## What the task requires:
The answer must consist of every line from the data that holds the string "details".

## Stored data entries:
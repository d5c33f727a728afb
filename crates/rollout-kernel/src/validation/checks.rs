//! Built-in readiness checks

use super::{FleetCheck, HostCheck};
use crate::error::CheckError;
use rollout_core::{CheckOutcome, ControlPlane, Host, RemoteExecutor, VersionCheck};
use std::sync::Arc;

/// Host answers on the remote channel
pub struct ReachabilityCheck {
    remote: Arc<dyn RemoteExecutor>,
}

impl ReachabilityCheck {
    #[must_use]
    pub fn new(remote: Arc<dyn RemoteExecutor>) -> Self {
        Self { remote }
    }
}

#[async_trait::async_trait]
impl HostCheck for ReachabilityCheck {
    fn name(&self) -> &'static str {
        "reachability"
    }

    async fn run(&self, host: &Host) -> Result<CheckOutcome, CheckError> {
        Ok(if self.remote.is_reachable(host).await {
            CheckOutcome::pass(self.name(), format!("{} reachable", host.address))
        } else {
            CheckOutcome::blocker(self.name(), format!("{} unreachable", host.address))
        })
    }
}

/// Free space on the volume the upgrade writes to
///
/// Blocker below the minimum, warning below twice the minimum.
pub struct DiskSpaceCheck {
    remote: Arc<dyn RemoteExecutor>,
    path: String,
    min_free_mb: u64,
}

impl DiskSpaceCheck {
    #[must_use]
    pub fn new(remote: Arc<dyn RemoteExecutor>, path: String, min_free_mb: u64) -> Self {
        Self {
            remote,
            path,
            min_free_mb,
        }
    }

    fn command(&self) -> String {
        format!("df -Pm {} | awk 'NR==2 {{print $4}}'", self.path)
    }
}

#[async_trait::async_trait]
impl HostCheck for DiskSpaceCheck {
    fn name(&self) -> &'static str {
        "disk-space"
    }

    async fn run(&self, host: &Host) -> Result<CheckOutcome, CheckError> {
        let output = self.remote.execute(host, &self.command()).await?;
        if !output.success() {
            return Err(CheckError::Command {
                code: output.exit_code,
                summary: output.failure_summary(),
            });
        }
        let free_mb: u64 = output
            .stdout
            .trim()
            .parse()
            .map_err(|_| CheckError::Unparseable(format!("free space '{}'", output.stdout.trim())))?;
        let detail = format!("{free_mb} MB free on {}", self.path);
        Ok(if free_mb < self.min_free_mb {
            CheckOutcome::blocker(
                self.name(),
                format!("{detail} (need {} MB)", self.min_free_mb),
            )
        } else if free_mb < self.min_free_mb.saturating_mul(2) {
            CheckOutcome::warning(self.name(), format!("{detail} (low)"))
        } else {
            CheckOutcome::pass(self.name(), detail)
        })
    }
}

/// Read the running OS version and compare it with the target
pub(crate) async fn read_version(
    remote: &dyn RemoteExecutor,
    host: &Host,
    command: &str,
    target: &str,
) -> VersionCheck {
    match remote.execute(host, command).await {
        Ok(output) if output.success() => {
            let reported = output.stdout.trim();
            if reported.is_empty() {
                VersionCheck::Unknown {
                    reason: "version command printed nothing".into(),
                }
            } else if reported == target {
                VersionCheck::Confirmed {
                    version: reported.to_string(),
                }
            } else {
                VersionCheck::Mismatch {
                    reported: reported.to_string(),
                    expected: target.to_string(),
                }
            }
        }
        Ok(output) => VersionCheck::Unknown {
            reason: output.failure_summary(),
        },
        Err(e) => VersionCheck::Unknown {
            reason: e.to_string(),
        },
    }
}

/// Warns when a host is already on the target or its version is unknown
pub struct CurrentVersionCheck {
    remote: Arc<dyn RemoteExecutor>,
    command: String,
    target: String,
}

impl CurrentVersionCheck {
    #[must_use]
    pub fn new(remote: Arc<dyn RemoteExecutor>, command: String, target: &str) -> Self {
        Self {
            remote,
            command,
            target: target.to_string(),
        }
    }
}

#[async_trait::async_trait]
impl HostCheck for CurrentVersionCheck {
    fn name(&self) -> &'static str {
        "current-version"
    }

    async fn run(&self, host: &Host) -> Result<CheckOutcome, CheckError> {
        Ok(
            match read_version(self.remote.as_ref(), host, &self.command, &self.target).await {
                VersionCheck::Confirmed { version } => CheckOutcome::warning(
                    self.name(),
                    format!("already running {version}"),
                ),
                VersionCheck::Mismatch { reported, .. } => {
                    CheckOutcome::pass(self.name(), format!("running {reported}"))
                }
                VersionCheck::Unknown { reason } => {
                    CheckOutcome::warning(self.name(), format!("version unknown: {reason}"))
                }
            },
        )
    }
}

/// Post-upgrade: host reports the target version
pub struct VersionMatchCheck {
    remote: Arc<dyn RemoteExecutor>,
    command: String,
    target: String,
}

impl VersionMatchCheck {
    #[must_use]
    pub fn new(remote: Arc<dyn RemoteExecutor>, command: String, target: &str) -> Self {
        Self {
            remote,
            command,
            target: target.to_string(),
        }
    }
}

#[async_trait::async_trait]
impl HostCheck for VersionMatchCheck {
    fn name(&self) -> &'static str {
        "version-match"
    }

    async fn run(&self, host: &Host) -> Result<CheckOutcome, CheckError> {
        Ok(
            match read_version(self.remote.as_ref(), host, &self.command, &self.target).await {
                VersionCheck::Confirmed { version } => {
                    CheckOutcome::pass(self.name(), format!("running {version}"))
                }
                VersionCheck::Mismatch { reported, expected } => CheckOutcome::warning(
                    self.name(),
                    format!("running {reported}, expected {expected}"),
                ),
                VersionCheck::Unknown { reason } => {
                    CheckOutcome::warning(self.name(), format!("version unknown: {reason}"))
                }
            },
        )
    }
}

/// Control-plane health; unhealthy is a warning before the upgrade
pub struct FleetHealthCheck {
    control_plane: Arc<dyn ControlPlane>,
}

impl FleetHealthCheck {
    #[must_use]
    pub fn new(control_plane: Arc<dyn ControlPlane>) -> Self {
        Self { control_plane }
    }
}

#[async_trait::async_trait]
impl FleetCheck for FleetHealthCheck {
    fn name(&self) -> &'static str {
        "fleet-health"
    }

    async fn run(&self) -> Result<CheckOutcome, CheckError> {
        let health = self.control_plane.fleet_health().await?;
        Ok(if health.healthy {
            CheckOutcome::pass(self.name(), health.details)
        } else {
            CheckOutcome::warning(self.name(), format!("fleet unhealthy: {}", health.details))
        })
    }
}

#[cfg(test)]
mod tests {
    use super::*;
    use rollout_core::{CheckStatus, Role};
    use rollout_test_utils::{FakeControlPlane, FakeRemote, Step};

    fn host() -> Host {
        Host::new("worker-01", "10.0.20.1", Role::Worker)
    }

    #[tokio::test]
    async fn disk_space_thresholds() {
        let remote = Arc::new(FakeRemote::new("7.9", "8.10"));
        let check = DiskSpaceCheck::new(remote.clone(), "/var".into(), 4096);

        remote.set_free_disk_mb("worker-01", 1000);
        assert_eq!(check.run(&host()).await.unwrap().status, CheckStatus::Blocker);

        remote.set_free_disk_mb("worker-01", 6000);
        assert_eq!(check.run(&host()).await.unwrap().status, CheckStatus::Warning);

        remote.set_free_disk_mb("worker-01", 9000);
        assert_eq!(check.run(&host()).await.unwrap().status, CheckStatus::Pass);
    }

    #[tokio::test]
    async fn disk_check_errors_on_command_failure() {
        let remote = Arc::new(FakeRemote::new("7.9", "8.10"));
        remote.fail("worker-01", Step::Disk, 1, "df: /var: No such file");
        let check = DiskSpaceCheck::new(remote, "/var".into(), 4096);
        assert!(matches!(
            check.run(&host()).await,
            Err(CheckError::Command { code: 1, .. })
        ));
    }

    #[tokio::test]
    async fn current_version_warns_when_already_on_target() {
        let remote = Arc::new(FakeRemote::new("8.10", "8.10"));
        let check = CurrentVersionCheck::new(remote, "version".into(), "8.10");
        let outcome = check.run(&host()).await.unwrap();
        assert_eq!(outcome.status, CheckStatus::Warning);
        assert!(outcome.detail.contains("already"));
    }

    #[tokio::test]
    async fn version_match_passes_and_warns() {
        let remote = Arc::new(FakeRemote::new("8.10", "8.10"));
        let check = VersionMatchCheck::new(remote.clone(), "version".into(), "8.10");
        assert_eq!(check.run(&host()).await.unwrap().status, CheckStatus::Pass);

        let check = VersionMatchCheck::new(remote, "version".into(), "9.4");
        assert_eq!(check.run(&host()).await.unwrap().status, CheckStatus::Warning);
    }

    #[tokio::test]
    async fn unreachable_host_is_a_blocker() {
        let remote = Arc::new(FakeRemote::new("7.9", "8.10"));
        remote.set_unreachable("worker-01");
        let check = ReachabilityCheck::new(remote);
        assert_eq!(check.run(&host()).await.unwrap().status, CheckStatus::Blocker);
    }

    #[tokio::test]
    async fn unhealthy_fleet_is_a_warning() {
        let cp = Arc::new(FakeControlPlane::new(["hdfs"]));
        cp.set_health(false, "2 datanodes dead");
        let check = FleetHealthCheck::new(cp);
        let outcome = check.run().await.unwrap();
        assert_eq!(outcome.status, CheckStatus::Warning);
        assert!(outcome.detail.contains("datanodes"));
    }
}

## Solution below:
            CheckOutcome::pass(self.name(), health.details)
            CheckOutcome::warning(self.name(), format!("fleet unhealthy: {}", health.details))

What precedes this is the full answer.